A Guide to Responding to Scientific Peer Review

Jun 17, 2020

A few months ago, as I was participating in the process of scientific peer review as a reviewer, I put together this guide for students on how to write peer review reports. So I submitted my peer review reports to the editors, the editors combined my review along with those of the other peer reviewers, and sent out a decision to the authors. The authors then had a chance to respond to the peer review reports and revise their manuscripts. And now, the editors have invited us original reviewers back to review the revised manuscripts. And such is the ciiircccle of life for scientific publications!

Unfortunately, some of the responses I have received to my peer review reports have been poorly organized and generally frustrating to go through as a reviewer. To hopefully make our reviewers’ lives easier, here is a guide for students on how to respond to peer review reports.

Crafting the “Point by Point Response”

Most reviewers will organize their peer review report as a series of points. As such, the response should also be organized as a response to this series of points.

When putting together such a “point by point response”, it often helps to copy the reviewers’ peer review reports into a collaborative work document (such as a Google Document, or OneDrive Word Doc). I personally prefer to organize the reviewers’ peer review reports as such:

Reviewer 1

Comment 1-1: “Lorem ipsum dolor sit amet, consectetur adipiscing elit, sed do eiusmod tempor incididunt ut labore et dolore magna aliqua.”

Response 1-1:

Comment 1-2: “Ut enim ad minim veniam, quis nostrud exercitation ullamco laboris nisi ut aliquip ex ea commodo consequat.”

Response 1-2:

Reviewer 2

Comment 2-1: “Duis aute irure dolor in reprehenderit in voluptate velit esse cillum dolore eu fugiat nulla pariatur.”

Response 2-1:

Comment 2-2: Excepteur sint occaecat cupidatat non proident, sunt in culpa qui officia deserunt mollit anim id est laborum.”

Response 2-2:

And so forth. Note that the reviewer comments are clearly distinguished both by text and color. Additionally, typography (italics, bolding, underlining) can be used to help both reviewers and collaborators working on the same document to navigate the point by point response. Now different authors can begin drafting responses to different comments simultaneously.

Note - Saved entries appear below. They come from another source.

//! Best-effort state reporting to Google HomeGraph.
//!
//! Handlers enqueue `ReportJob`s on a bounded channel and return at once; a
//! single worker task drains the queue, builds the HomeGraph payload and
//! calls the configured `HomeGraph` sink. Failures are logged and counted,
//! never surfaced to the request that caused them.

pub mod homegraph;

use std::sync::Arc;

use async_trait::async_trait;
use serde_json::{json, Value};
use thiserror::Error;
use tokio::sync::mpsc;
use tokio::sync::mpsc::error::TrySendError;
use tokio::task::JoinHandle;

use crate::auth::Authority;
use crate::devices::{DeviceRegistry, States};
use crate::metrics::Metrics;
use crate::AGENT_USER_ID;

#[derive(Debug, Error)]
pub enum ReportError {
    #[error("service account credentials rejected: {0}")]
    Credentials(String),

    #[error("HomeGraph transport error: {0}")]
    Transport(String),

    #[error("HomeGraph returned {status}: {body}")]
    Upstream { status: u16, body: String },
}

/// Upstream sink for state reports and sync requests.
/// Implementations: HomeGraphClient (service account), DisabledHomeGraph (no key configured).
#[async_trait]
pub trait HomeGraph: Send + Sync {
    async fn report_state_and_notification(&self, body: &Value) -> Result<(), ReportError>;

    async fn request_sync(&self, agent_user_id: &str) -> Result<(), ReportError>;
}

/// Sink used when no service account key is configured.
pub struct DisabledHomeGraph;

#[async_trait]
impl HomeGraph for DisabledHomeGraph {
    async fn report_state_and_notification(&self, body: &Value) -> Result<(), ReportError> {
        tracing::debug!(body = %body, "HomeGraph disabled, state report dropped");
        Ok(())
    }

    async fn request_sync(&self, _agent_user_id: &str) -> Result<(), ReportError> {
        tracing::debug!("HomeGraph disabled, sync request dropped");
        Ok(())
    }
}

// ── Jobs ─────────────────────────────────────────────────────

#[derive(Debug, Clone, PartialEq)]
pub enum ReportJob {
    /// Re-read one device's states from the registry and report them.
    Device(String),
    /// Report the given states and/or notifications. Without a device id
    /// `states` is already keyed by device id.
    State {
        device_id: Option<String>,
        states: Option<States>,
        notifications: Option<Value>,
    },
    RequestSync,
}

impl ReportJob {
    fn kind(&self) -> &'static str {
        match self {
            ReportJob::Device(_) | ReportJob::State { .. } => "report_state",
            ReportJob::RequestSync => "request_sync",
        }
    }
}

#[derive(Debug, Clone, Copy, PartialEq, Eq)]
pub enum Delivery {
    Sent,
    /// No linked user; nothing to report to.
    Skipped,
}

/// Cloneable handle that enqueues report jobs without waiting.
#[derive(Clone)]
pub struct StateReporter {
    tx: mpsc::Sender<ReportJob>,
}

impl StateReporter {
    /// A handle plus the receiving end, for callers that drive the queue themselves.
    pub fn channel(capacity: usize) -> (Self, mpsc::Receiver<ReportJob>) {
        let (tx, rx) = mpsc::channel(capacity.max(1));
        (Self { tx }, rx)
    }

    /// Spawn the worker and return the handle feeding it.
    pub fn start(capacity: usize, worker: ReportWorker) -> (Self, JoinHandle<()>) {
        let (reporter, rx) = Self::channel(capacity);
        let handle = tokio::spawn(worker.run(rx));
        (reporter, handle)
    }

    fn enqueue(&self, job: ReportJob) -> bool {
        match self.tx.try_send(job) {
            Ok(()) => true,
            Err(TrySendError::Full(job)) => {
                tracing::warn!(kind = job.kind(), "report queue full, dropping job");
                false
            }
            Err(TrySendError::Closed(job)) => {
                tracing::warn!(kind = job.kind(), "report worker stopped, dropping job");
                false
            }
        }
    }

    pub fn report_device(&self, device_id: &str) -> bool {
        self.enqueue(ReportJob::Device(device_id.to_string()))
    }

    pub fn report_state(
        &self,
        device_id: Option<&str>,
        states: Option<States>,
        notifications: Option<Value>,
    ) -> bool {
        self.enqueue(ReportJob::State {
            device_id: device_id.map(str::to_string),
            states,
            notifications,
        })
    }

    pub fn request_sync(&self) -> bool {
        self.enqueue(ReportJob::RequestSync)
    }
}

// ── Payload ──────────────────────────────────────────────────

fn new_request_id() -> String {
    uuid::Uuid::new_v4().simple().to_string()
}

/// `reportStateAndNotification` request body.
pub fn build_report_body(
    device_id: Option<&str>,
    states: Option<States>,
    notifications: Option<Value>,
) -> Value {
    let mut devices = serde_json::Map::new();

    if let Some(mut states) = states {
        let states = match device_id {
            Some(id) => {
                states.remove("command");
                json!({ id: states })
            }
            None => Value::Object(states),
        };
        devices.insert("states".into(), states);
    }

    let mut body = json!({
        "requestId": new_request_id(),
        "agentUserId": AGENT_USER_ID,
    });

    if let Some(notifications) = notifications {
        match device_id {
            Some(id) => {
                body["eventId"] = Value::String(new_request_id());
                devices.insert("notifications".into(), json!({ id: notifications }));
            }
            None => tracing::warn!("notifications without a device id are not reported"),
        }
    }

    body["payload"] = json!({ "devices": devices });
    body
}

// ── Worker ───────────────────────────────────────────────────

pub struct ReportWorker {
    homegraph: Arc<dyn HomeGraph>,
    registry: Arc<dyn DeviceRegistry>,
    authority: Arc<Authority>,
    metrics: Option<Arc<Metrics>>,
}

impl ReportWorker {
    pub fn new(
        homegraph: Arc<dyn HomeGraph>,
        registry: Arc<dyn DeviceRegistry>,
        authority: Arc<Authority>,
    ) -> Self {
        Self {
            homegraph,
            registry,
            authority,
            metrics: None,
        }
    }

    pub fn with_metrics(mut self, metrics: Arc<Metrics>) -> Self {
        self.metrics = Some(metrics);
        self
    }

    pub async fn run(self, mut rx: mpsc::Receiver<ReportJob>) {
        tracing::info!("state report worker started");
        while let Some(job) = rx.recv().await {
            let kind = job.kind();
            let outcome = match self.handle(job).await {
                Ok(Delivery::Sent) => "ok",
                Ok(Delivery::Skipped) => "skipped",
                Err(e) => {
                    tracing::error!(kind, "HomeGraph call failed: {}", e);
                    "error"
                }
            };
            if let Some(metrics) = &self.metrics {
                metrics.record_report(kind, outcome);
            }
        }
        tracing::info!("state report worker stopped");
    }

    /// Deliver one job now.
    pub async fn handle(&self, job: ReportJob) -> Result<Delivery, ReportError> {
        if !self.authority.is_linked().await {
            tracing::debug!(kind = job.kind(), "no linked user, skipping HomeGraph call");
            return Ok(Delivery::Skipped);
        }

        match job {
            ReportJob::RequestSync => {
                self.homegraph.request_sync(AGENT_USER_ID).await?;
                tracing::info!("HomeGraph sync requested");
            }
            ReportJob::Device(id) => {
                let states = match self.registry.states(std::slice::from_ref(&id)).await {
                    Ok(mut all) => match all.remove(&id) {
                        Some(Value::Object(states)) => states,
                        _ => {
                            tracing::warn!(device_id = %id, "no states to report");
                            return Ok(Delivery::Skipped);
                        }
                    },
                    Err(e) => {
                        tracing::warn!(device_id = %id, "could not read device states: {:#}", e);
                        return Ok(Delivery::Skipped);
                    }
                };
                let body = build_report_body(Some(&id), Some(states), None);
                self.homegraph.report_state_and_notification(&body).await?;
                tracing::debug!(device_id = %id, "device state reported");
            }
            ReportJob::State {
                device_id,
                states,
                notifications,
            } => {
                let body = build_report_body(device_id.as_deref(), states, notifications);
                self.homegraph.report_state_and_notification(&body).await?;
                tracing::debug!(device_id = ?device_id, "state reported");
            }
        }
        Ok(Delivery::Sent)
    }
}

The entire report, including the reviewers’ original comments, is then provided to the editor and subsequently back to the reviewers as a reminder of what they had originally said.

Example responses


We thank the reviewer for their feedback and have addressed their concerns in the revised manuscript.

Why it’s bad

Most manuscripts are returned to reviewers many months after our original peer review was submitted. So frankly, we do not remember your manuscript well enough to be able to pinpoint what changes were made. If it is unclear to me where you addressed my concerns in the text, I am unable to evaluate whether my original comments and concerns were fully addressed.


Comment 1-1: “Lorem ipsum dolor sit amet, consectetur adipiscing elit, sed do eiusmod tempor incididunt ut labore et dolore magna aliqua.”

Response 1-1: We thank the reviewer for their feedback and have addressed their concerns in the revised manuscript.

Briefly, we performed new analysis [summarize]. We have included a new supplemental figure [X] and have also provided the figure and figure legends below for their reference:

[Figure and Figure Legend]

We also added a new discussion of these results on page [X] lines [Y] through [Z] and have also provided the text below for their reference:


Why it’s good

By providing my original comment, you’ve refreshed my memory on what I said. You’ve also clearly indicated that this is the comment you are trying to address.

By summarizing what you did and providing the relevant new supporting figures within the point by point response itself, you save me the time of having to put your old and revised manuscript side by side and trying to figure out the difference. By providing both the revised text in the point by point response and a reference to its place in the manuscript, you give me the option of deciding whether the new text alone or in the context of the rest of the revised manuscript sufficiently addresses my comments and concerns.

Additional tips

  • Please do not write an essay addressing different components of multiple comments from the peer review report. It’s often not clear to reviewers which comments you are trying to address.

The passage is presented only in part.